══ Records to use ══

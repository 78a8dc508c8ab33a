//! Parameterized record lookups.
//!
//! Caller-supplied text never becomes part of a predicate. Every value travels
//! as a positional argument bound to a `?` placeholder, and values matched with
//! `LIKE` have their wildcard characters escaped first.

use mediadir_core::{Column, ContentLocation, SortOrder};

/// Escape character used in `LIKE` patterns.
pub const LIKE_ESCAPE: char = '\\';

/// Comparison applied by one predicate.
#[derive(Debug, Clone, Copy, PartialEq, Eq, Hash, derive_more::Display)]
pub enum Operator {
    /// Exact equality
    #[display("=")]
    Equals,
    /// Pattern match with `%` and `_` wildcards
    #[display("LIKE")]
    Like,
}

/// One `column op ?` term.
#[derive(Debug, Clone, Copy, PartialEq, Eq, Hash)]
pub struct Predicate {
    /// Column compared
    pub column: Column,
    /// Comparison
    pub operator: Operator,
}

impl std::fmt::Display for Predicate {
    fn fmt(&self, f: &mut std::fmt::Formatter<'_>) -> std::fmt::Result {
        match self.operator {
            Operator::Equals => write!(f, "{} = ?", self.column),
            Operator::Like => write!(f, "{} LIKE ? ESCAPE '{}'", self.column, LIKE_ESCAPE),
        }
    }
}

/// Conjunction of predicates with their positional arguments.
///
/// Predicates and arguments are only ever added in pairs, so the clause always
/// has exactly as many placeholders as there are arguments.
///
/// # Examples
///
/// ```
/// use mediadir_core::Column;
/// use mediadir_storage::Selection;
///
/// let selection = Selection::all()
///     .equals(Column::DisplayName, "IMG_1.jpg")
///     .like(Column::RelativePath, "%DCIM/trip%");
///
/// assert_eq!(
///     selection.clause(),
///     "display_name = ? AND relative_path LIKE ? ESCAPE '\\'"
/// );
/// assert_eq!(selection.args(), ["IMG_1.jpg", "%DCIM/trip%"]);
/// ```
#[derive(Debug, Clone, Default, PartialEq, Eq)]
pub struct Selection {
    predicates: Vec<Predicate>,
    args: Vec<String>,
}

impl Selection {
    /// Selection matching every record.
    pub fn all() -> Self {
        Self::default()
    }

    /// Add an equality term.
    pub fn equals(self, column: Column, value: impl Into<String>) -> Self {
        self.push(column, Operator::Equals, value.into())
    }

    /// Add a `LIKE` term. `pattern` is used as given; escape literal text with
    /// [`escape_like`] first.
    pub fn like(self, column: Column, pattern: impl Into<String>) -> Self {
        self.push(column, Operator::Like, pattern.into())
    }

    fn push(mut self, column: Column, operator: Operator, arg: String) -> Self {
        self.predicates.push(Predicate { column, operator });
        self.args.push(arg);
        self
    }

    /// Placeholder text, e.g. `display_name = ? AND relative_path LIKE ? ESCAPE '\'`.
    ///
    /// Empty when the selection matches everything.
    pub fn clause(&self) -> String {
        self.predicates
            .iter()
            .map(ToString::to_string)
            .collect::<Vec<_>>()
            .join(" AND ")
    }

    /// Positional arguments, in placeholder order.
    pub fn args(&self) -> &[String] {
        &self.args
    }

    /// Terms of the selection.
    pub fn predicates(&self) -> &[Predicate] {
        &self.predicates
    }

    /// Whether the selection has no terms.
    pub fn is_empty(&self) -> bool {
        self.predicates.is_empty()
    }
}

impl std::fmt::Display for Selection {
    fn fmt(&self, f: &mut std::fmt::Formatter<'_>) -> std::fmt::Result {
        write!(f, "{}", self.clause())
    }
}

/// A selection paired with the order results come back in.
#[derive(Debug, Clone, PartialEq, Eq)]
pub struct Lookup {
    /// Which records
    pub selection: Selection,
    /// In what order
    pub sort: SortOrder,
}

/// Builds lookups from optional filters.
///
/// # Examples
///
/// ```
/// use mediadir_core::MediaCategory;
/// use mediadir_storage::QueryBuilder;
///
/// let location = MediaCategory::Documents.locate(Some("reports"));
/// let lookup = QueryBuilder::new()
///     .display_name("q1.pdf")
///     .within(&location)
///     .build();
///
/// assert_eq!(lookup.selection.args(), ["q1.pdf", "%Documents/reports%"]);
/// ```
#[derive(Debug, Clone, Default, PartialEq, Eq)]
pub struct QueryBuilder {
    id: Option<u64>,
    display_name: Option<String>,
    path_fragment: Option<String>,
    visible_only: bool,
    sort: Option<SortOrder>,
}

impl QueryBuilder {
    /// Builder that matches every record.
    pub fn new() -> Self {
        Self::default()
    }

    /// Match a single identifier.
    pub fn id(mut self, id: u64) -> Self {
        self.id = Some(id);
        self
    }

    /// Match an exact display name.
    pub fn display_name(mut self, name: impl Into<String>) -> Self {
        self.display_name = Some(name.into());
        self
    }

    /// Match records whose relative path contains the location's path.
    pub fn within(mut self, location: &ContentLocation) -> Self {
        self.path_fragment = Some(location.relative_path().clone());
        self
    }

    /// Match records whose relative path contains `fragment`.
    pub fn path_contains(mut self, fragment: impl Into<String>) -> Self {
        self.path_fragment = Some(fragment.into());
        self
    }

    /// Skip records that are still pending.
    pub fn visible_only(mut self) -> Self {
        self.visible_only = true;
        self
    }

    /// Order results; the default is newest first.
    pub fn sort(mut self, sort: SortOrder) -> Self {
        self.sort = Some(sort);
        self
    }

    /// Assemble the lookup.
    pub fn build(self) -> Lookup {
        let mut selection = Selection::all();
        if let Some(id) = self.id {
            selection = selection.equals(Column::Id, id.to_string());
        }
        if let Some(name) = self.display_name {
            selection = selection.equals(Column::DisplayName, name);
        }
        if let Some(fragment) = self.path_fragment {
            selection = selection.like(
                Column::RelativePath,
                format!("%{}%", escape_like(&fragment)),
            );
        }
        if self.visible_only {
            selection = selection.equals(Column::IsPending, "0");
        }
        Lookup {
            selection,
            sort: self.sort.unwrap_or_default(),
        }
    }

    /// Lookup for an optional display name within an optional location.
    pub fn build_lookup(display_name: Option<&str>, location: Option<&ContentLocation>) -> Lookup {
        let mut builder = Self::new();
        if let Some(name) = display_name {
            builder = builder.display_name(name);
        }
        if let Some(location) = location {
            builder = builder.within(location);
        }
        builder.build()
    }
}

/// Escape `%`, `_` and the escape character itself so `text` matches literally
/// inside a `LIKE` pattern.
///
/// ```
/// use mediadir_storage::escape_like;
///
/// assert_eq!(escape_like("100%_done"), "100\\%\\_done");
/// ```
pub fn escape_like(text: &str) -> String {
    let mut escaped = String::with_capacity(text.len());
    for c in text.chars() {
        if matches!(c, '%' | '_') || c == LIKE_ESCAPE {
            escaped.push(LIKE_ESCAPE);
        }
        escaped.push(c);
    }
    escaped
}

#[cfg(test)]
mod tests {
    use super::*;
    use mediadir_core::MediaCategory;

    #[test]
    fn empty_builder_matches_everything() {
        let lookup = QueryBuilder::new().build();
        assert!(lookup.selection.is_empty());
        assert_eq!(lookup.selection.clause(), "");
        assert_eq!(lookup.sort, SortOrder::newest_first());
    }

    #[test]
    fn hostile_name_stays_an_argument() {
        let name = "x' OR '1'='1";
        let lookup = QueryBuilder::build_lookup(Some(name), None);
        assert_eq!(lookup.selection.clause(), "display_name = ?");
        assert_eq!(lookup.selection.args(), [name]);
    }

    #[test]
    fn path_wildcards_are_escaped() {
        let location = MediaCategory::Documents.locate(Some("100%_done"));
        let lookup = QueryBuilder::build_lookup(None, Some(&location));
        assert_eq!(
            lookup.selection.clause(),
            "relative_path LIKE ? ESCAPE '\\'"
        );
        assert_eq!(lookup.selection.args(), ["%Documents/100\\%\\_done%"]);
    }

    #[test]
    fn visible_only_adds_pending_term() {
        let lookup = QueryBuilder::new().display_name("a.txt").visible_only().build();
        assert_eq!(lookup.selection.clause(), "display_name = ? AND is_pending = ?");
        assert_eq!(lookup.selection.args(), ["a.txt", "0"]);
    }

    #[test]
    fn id_term_comes_first() {
        let lookup = QueryBuilder::new().display_name("a.txt").id(7).build();
        assert_eq!(lookup.selection.clause(), "id = ? AND display_name = ?");
        assert_eq!(lookup.selection.args(), ["7", "a.txt"]);
    }
}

═══

-- What the task requires --
Look through the material above and print exactly the lines from the one containing "pub struct Lookup" to the one containing "pub fn sort(mut", both included, and nothing more.

-- Response to the exercise --
pub struct Lookup {
    /// Which records
    pub selection: Selection,
    /// In what order
    pub sort: SortOrder,
}

/// Builds lookups from optional filters.
///
/// # Examples
///
/// ```
/// use mediadir_core::MediaCategory;
/// use mediadir_storage::QueryBuilder;
///
/// let location = MediaCategory::Documents.locate(Some("reports"));
/// let lookup = QueryBuilder::new()
///     .display_name("q1.pdf")
///     .within(&location)
///     .build();
///
/// assert_eq!(lookup.selection.args(), ["q1.pdf", "%Documents/reports%"]);
/// ```
#[derive(Debug, Clone, Default, PartialEq, Eq)]
pub struct QueryBuilder {
    id: Option<u64>,
    display_name: Option<String>,
    path_fragment: Option<String>,
    visible_only: bool,
    sort: Option<SortOrder>,
}

impl QueryBuilder {
    /// Builder that matches every record.
    pub fn new() -> Self {
        Self::default()
    }

    /// Match a single identifier.
    pub fn id(mut self, id: u64) -> Self {
        self.id = Some(id);
        self
    }

    /// Match an exact display name.
    pub fn display_name(mut self, name: impl Into<String>) -> Self {
        self.display_name = Some(name.into());
        self
    }

    /// Match records whose relative path contains the location's path.
    pub fn within(mut self, location: &ContentLocation) -> Self {
        self.path_fragment = Some(location.relative_path().clone());
        self
    }

    /// Match records whose relative path contains `fragment`.
    pub fn path_contains(mut self, fragment: impl Into<String>) -> Self {
        self.path_fragment = Some(fragment.into());
        self
    }

    /// Skip records that are still pending.
    pub fn visible_only(mut self) -> Self {
        self.visible_only = true;
        self
    }

    /// Order results; the default is newest first.
    pub fn sort(mut self, sort: SortOrder) -> Self {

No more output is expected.